NEW ORLEANS (AP) — A south Mississippi funeral home went back on an agreement to cremate an 86-year-old man after he died and paperwork showed he was gay, according to a lawsuit in state court.
Picayune Funeral Home had told a nephew in Colorado that Robert Huskey's body would be picked up and cremated for $1,795, and paperwork would be handled after his death, according to the lawsuit. But, it said, when the faxed-in form identified John Zawadski as Huskey's husband, the nursing home where Huskey died was told the company did not "deal with their kind."
"It was devastating. It was like losing an arm and throwing it in the garbage," said Zawadski, 83, who met Huskey in 1965 in Anaheim, California. The two lived together in California, Colorado, Wisconsin and Picayune, Mississippi, and married there on July 17, 2015, shortly after the U.S. Supreme Court struck down laws against same-sex marriage.
The funeral home's court papers deny the lawsuit's allegations. It "was filed without substantial justification, is frivolous, and is groundless in fact and law," say the papers filed March 28.
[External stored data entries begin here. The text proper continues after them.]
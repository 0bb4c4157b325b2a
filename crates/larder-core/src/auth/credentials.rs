use anyhow::{Context, Result};
use keyring::Entry;

use super::SessionData;

const SERVICE_NAME: &str = "larder";

/// Keeps the last session in the OS keychain so the CLI can resume without
/// asking for the password again.
pub struct CredentialStore;

impl CredentialStore {
    /// Store the session for an email in the OS keychain
    pub fn store_session(email: &str, session: &SessionData) -> Result<()> {
        let entry = Entry::new(SERVICE_NAME, email).context("Failed to create keyring entry")?;
        let json = serde_json::to_string(session)?;
        entry
            .set_password(&json)
            .context("Failed to store session in keychain")?;
        Ok(())
    }

    /// Load a stored session, `None` when nothing was stored for this email
    pub fn load_session(email: &str) -> Result<Option<SessionData>> {
        let entry = Entry::new(SERVICE_NAME, email).context("Failed to create keyring entry")?;
        match entry.get_password() {
            Ok(json) => {
                let session = serde_json::from_str(&json).context("Failed to parse stored session")?;
                Ok(Some(session))
            }
            Err(keyring::Error::NoEntry) => Ok(None),
            Err(e) => Err(e).context("Failed to retrieve session from keychain"),
        }
    }

    /// Delete the stored session for an email. Missing entries are fine.
    pub fn delete(email: &str) -> Result<()> {
        let entry = Entry::new(SERVICE_NAME, email).context("Failed to create keyring entry")?;
        match entry.delete_credential() {
            Ok(()) | Err(keyring::Error::NoEntry) => Ok(()),
            Err(e) => Err(e).context("Failed to delete session from keychain"),
        }
    }
}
"This is not a civil rights case or a discrimination case," attorney Silas McCharen said in an email Tuesday, noting that the suit "sets forth only state law-based tort and contract claims."
Henrietta Brewer, who owns the funeral home with Ted Brewer, "denies she ever spoke the words 'deal with their kind' to anyone, including anyone at the nursing home ... Picayune Funeral Home has never refused to provide funeral services based on sexual orientation," McCharen wrote.
Although the suit asks for monetary damages, Zawadski said it has one aim: "That nobody else has to put up with this."
Huskey died May 11, 2016. The lawsuit was filed March 7. Lambda Legal , an LGBT nonprofit, joined it more recently and held a news conference Tuesday in a New Orleans suburb with Zawadski. He and Lambda Legal attorney Beth Littrell spoke with Associated Press by phone from Slidell, Louisiana.
Littrell said she's never heard of a funeral home refusing service because of sexual orientation. "That doesn't mean it has never happened. It means it's the first time that we have heard about and we have sued about it," she said.
"It's shocking, it's unbelievable, it's disgusting that even in somebody's death people can still hold prejudices," said John Gaspari of Denver, who is related by birth to Zawadski but grew up also knowing Huskey as an uncle and is executor for both men's estates.
The lawsuit said the couple moved to Mississippi in 1997 after retiring as special education teachers. Huskey had heart bypass surgery several years ago, and eventually even hospice service wasn't enough to let Zawadski care for him at home, the lawsuit said.
Gaspari said he took on funeral arrangements to spare his Uncle Jack.
"I thought everything was taken care of," he said in a phone interview from Denver. Then a nursing home staffer called to say the funeral home wouldn't take Huskey's body. And why.
"I was just kind of in shock — What? What are you talking about?" Gaspari said. Then he got angry. In the meantime, "I had to scramble and try to find an alternative."
He found a crematorium in Hattiesburg, about a 75-mile (121-kilometer) drive from Picayune, but the nursing home said it had no morgue and couldn't keep Huskey's body until the crematorium's hearse arrived. So he had to find a third funeral home that would take the body immediately and hold it for an hour or two.
Huskey's body was cremated in Hattiesburg, but Zawadski said the change of location forced him to scrap plans for a memorial luncheon afterward with their friends.
Gaspari said, "My uncles didn't travel much without each other, and kissed each other good night each and every night. They never went to bed angry with each other. And something like this happens."